- Exercise -
Only a number is expected: how many lines in the entries that follow contain the word "entry"?

(Stored data entries)
-- Opening Marker --
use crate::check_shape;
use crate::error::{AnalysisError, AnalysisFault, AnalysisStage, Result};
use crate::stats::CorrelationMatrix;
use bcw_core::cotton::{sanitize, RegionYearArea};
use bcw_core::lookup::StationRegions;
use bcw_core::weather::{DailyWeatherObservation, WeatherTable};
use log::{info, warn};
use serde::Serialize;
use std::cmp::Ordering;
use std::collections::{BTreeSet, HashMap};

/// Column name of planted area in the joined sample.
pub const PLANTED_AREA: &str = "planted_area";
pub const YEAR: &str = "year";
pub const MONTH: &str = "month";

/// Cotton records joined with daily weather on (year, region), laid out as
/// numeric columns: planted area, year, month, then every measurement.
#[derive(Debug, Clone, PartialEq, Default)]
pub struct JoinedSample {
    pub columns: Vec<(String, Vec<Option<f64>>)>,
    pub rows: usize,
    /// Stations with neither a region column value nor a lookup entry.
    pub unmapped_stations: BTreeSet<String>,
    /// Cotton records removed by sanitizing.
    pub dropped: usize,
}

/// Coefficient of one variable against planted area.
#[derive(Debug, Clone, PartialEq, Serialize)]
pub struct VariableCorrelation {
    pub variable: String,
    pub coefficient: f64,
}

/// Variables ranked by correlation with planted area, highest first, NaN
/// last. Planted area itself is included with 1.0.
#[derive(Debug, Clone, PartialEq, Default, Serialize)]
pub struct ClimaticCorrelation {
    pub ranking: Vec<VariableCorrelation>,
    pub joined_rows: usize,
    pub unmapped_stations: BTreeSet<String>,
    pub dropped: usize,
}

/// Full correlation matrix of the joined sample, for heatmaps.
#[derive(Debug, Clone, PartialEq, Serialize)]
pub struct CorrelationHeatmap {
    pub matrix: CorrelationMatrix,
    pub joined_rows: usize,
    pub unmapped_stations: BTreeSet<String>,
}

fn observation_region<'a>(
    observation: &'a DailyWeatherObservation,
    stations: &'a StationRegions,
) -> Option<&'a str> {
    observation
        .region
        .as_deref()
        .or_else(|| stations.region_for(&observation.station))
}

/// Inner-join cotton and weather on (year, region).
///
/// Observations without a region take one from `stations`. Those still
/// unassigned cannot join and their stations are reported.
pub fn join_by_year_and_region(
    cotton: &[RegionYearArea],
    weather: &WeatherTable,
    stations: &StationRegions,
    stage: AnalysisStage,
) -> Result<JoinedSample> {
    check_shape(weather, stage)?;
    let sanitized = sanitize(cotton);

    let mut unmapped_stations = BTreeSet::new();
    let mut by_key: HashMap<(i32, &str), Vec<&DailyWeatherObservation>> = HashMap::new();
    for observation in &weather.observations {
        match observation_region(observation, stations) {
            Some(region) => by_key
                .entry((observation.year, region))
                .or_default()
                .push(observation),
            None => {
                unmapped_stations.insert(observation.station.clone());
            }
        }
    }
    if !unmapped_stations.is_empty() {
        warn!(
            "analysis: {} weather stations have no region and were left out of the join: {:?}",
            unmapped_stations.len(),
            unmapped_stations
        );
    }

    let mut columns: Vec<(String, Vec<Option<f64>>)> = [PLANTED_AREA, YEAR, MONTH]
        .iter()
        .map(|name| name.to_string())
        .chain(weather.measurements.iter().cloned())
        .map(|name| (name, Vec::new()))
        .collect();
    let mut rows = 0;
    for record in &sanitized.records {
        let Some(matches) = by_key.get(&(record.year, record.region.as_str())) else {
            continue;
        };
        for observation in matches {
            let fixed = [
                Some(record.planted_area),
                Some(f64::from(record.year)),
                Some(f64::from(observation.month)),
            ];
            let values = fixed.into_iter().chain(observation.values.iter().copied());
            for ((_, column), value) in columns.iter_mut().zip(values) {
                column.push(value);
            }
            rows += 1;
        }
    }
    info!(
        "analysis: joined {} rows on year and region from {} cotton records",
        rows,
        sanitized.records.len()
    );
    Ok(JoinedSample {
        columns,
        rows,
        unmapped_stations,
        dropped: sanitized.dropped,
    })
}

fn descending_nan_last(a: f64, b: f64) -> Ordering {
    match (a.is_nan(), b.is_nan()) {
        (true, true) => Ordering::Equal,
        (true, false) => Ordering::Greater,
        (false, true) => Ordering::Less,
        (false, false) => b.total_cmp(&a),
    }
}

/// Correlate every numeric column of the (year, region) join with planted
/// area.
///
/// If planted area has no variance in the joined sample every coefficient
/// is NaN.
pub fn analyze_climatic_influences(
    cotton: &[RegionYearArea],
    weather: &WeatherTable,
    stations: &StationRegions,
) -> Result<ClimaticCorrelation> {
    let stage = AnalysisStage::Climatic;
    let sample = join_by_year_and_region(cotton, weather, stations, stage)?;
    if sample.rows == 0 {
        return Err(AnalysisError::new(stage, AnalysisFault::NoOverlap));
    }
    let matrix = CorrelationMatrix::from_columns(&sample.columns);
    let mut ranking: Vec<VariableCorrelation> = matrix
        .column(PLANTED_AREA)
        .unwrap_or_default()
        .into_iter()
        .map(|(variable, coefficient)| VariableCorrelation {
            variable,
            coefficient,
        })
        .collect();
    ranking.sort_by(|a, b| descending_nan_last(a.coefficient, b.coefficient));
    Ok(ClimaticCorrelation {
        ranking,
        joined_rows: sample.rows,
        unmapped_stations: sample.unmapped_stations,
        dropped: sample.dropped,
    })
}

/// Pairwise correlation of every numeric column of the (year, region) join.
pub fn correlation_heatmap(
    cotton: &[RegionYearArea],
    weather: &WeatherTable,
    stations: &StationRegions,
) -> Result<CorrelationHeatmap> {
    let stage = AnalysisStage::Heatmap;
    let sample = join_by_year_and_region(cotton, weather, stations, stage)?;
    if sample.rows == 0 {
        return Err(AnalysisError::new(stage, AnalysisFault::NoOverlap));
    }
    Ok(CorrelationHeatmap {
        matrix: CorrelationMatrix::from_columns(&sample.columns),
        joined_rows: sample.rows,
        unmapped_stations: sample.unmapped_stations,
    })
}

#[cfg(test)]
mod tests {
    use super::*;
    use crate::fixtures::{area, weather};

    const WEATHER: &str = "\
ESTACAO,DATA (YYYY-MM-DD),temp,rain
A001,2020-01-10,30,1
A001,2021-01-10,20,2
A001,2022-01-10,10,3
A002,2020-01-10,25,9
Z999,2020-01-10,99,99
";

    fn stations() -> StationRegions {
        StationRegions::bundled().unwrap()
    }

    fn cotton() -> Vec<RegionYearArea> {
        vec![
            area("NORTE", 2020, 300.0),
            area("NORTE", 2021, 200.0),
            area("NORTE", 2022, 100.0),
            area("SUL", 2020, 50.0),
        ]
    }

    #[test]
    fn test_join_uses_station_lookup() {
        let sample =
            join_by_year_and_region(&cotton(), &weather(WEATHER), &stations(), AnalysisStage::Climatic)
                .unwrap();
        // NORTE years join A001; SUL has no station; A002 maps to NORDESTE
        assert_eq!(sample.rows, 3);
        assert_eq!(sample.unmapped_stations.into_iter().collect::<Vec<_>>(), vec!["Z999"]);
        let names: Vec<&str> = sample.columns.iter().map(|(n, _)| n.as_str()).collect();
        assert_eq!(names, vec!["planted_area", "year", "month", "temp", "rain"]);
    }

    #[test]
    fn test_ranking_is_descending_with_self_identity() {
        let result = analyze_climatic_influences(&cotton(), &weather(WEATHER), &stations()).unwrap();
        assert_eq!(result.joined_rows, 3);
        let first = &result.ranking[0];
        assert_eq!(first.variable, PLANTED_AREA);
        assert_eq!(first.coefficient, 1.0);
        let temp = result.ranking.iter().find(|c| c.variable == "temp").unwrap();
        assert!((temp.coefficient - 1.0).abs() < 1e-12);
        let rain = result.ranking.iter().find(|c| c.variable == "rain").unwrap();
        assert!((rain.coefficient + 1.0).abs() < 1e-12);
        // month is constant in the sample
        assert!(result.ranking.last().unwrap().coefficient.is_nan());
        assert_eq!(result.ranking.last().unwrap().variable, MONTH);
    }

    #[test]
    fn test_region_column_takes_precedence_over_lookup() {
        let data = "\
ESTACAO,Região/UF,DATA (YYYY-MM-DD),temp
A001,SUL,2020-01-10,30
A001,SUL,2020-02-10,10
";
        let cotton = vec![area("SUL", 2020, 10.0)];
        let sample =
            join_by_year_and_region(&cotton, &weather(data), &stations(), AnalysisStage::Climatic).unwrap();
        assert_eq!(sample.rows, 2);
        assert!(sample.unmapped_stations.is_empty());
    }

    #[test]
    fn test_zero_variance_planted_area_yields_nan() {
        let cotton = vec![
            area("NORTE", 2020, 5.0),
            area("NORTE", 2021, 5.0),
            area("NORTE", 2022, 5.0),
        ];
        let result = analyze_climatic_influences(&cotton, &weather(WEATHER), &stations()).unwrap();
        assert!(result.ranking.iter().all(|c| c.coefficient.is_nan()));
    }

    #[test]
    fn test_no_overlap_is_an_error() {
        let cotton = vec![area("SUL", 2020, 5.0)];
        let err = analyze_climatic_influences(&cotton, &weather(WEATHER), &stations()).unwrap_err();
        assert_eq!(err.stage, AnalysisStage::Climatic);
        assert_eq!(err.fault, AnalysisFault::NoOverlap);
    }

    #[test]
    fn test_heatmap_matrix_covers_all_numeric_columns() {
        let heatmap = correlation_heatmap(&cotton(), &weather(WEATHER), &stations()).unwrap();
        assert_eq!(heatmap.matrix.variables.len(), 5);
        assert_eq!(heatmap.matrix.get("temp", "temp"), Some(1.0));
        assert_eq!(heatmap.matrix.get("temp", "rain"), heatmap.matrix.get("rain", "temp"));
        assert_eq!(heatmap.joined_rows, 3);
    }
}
-- Closing Marker --
- Written response -
2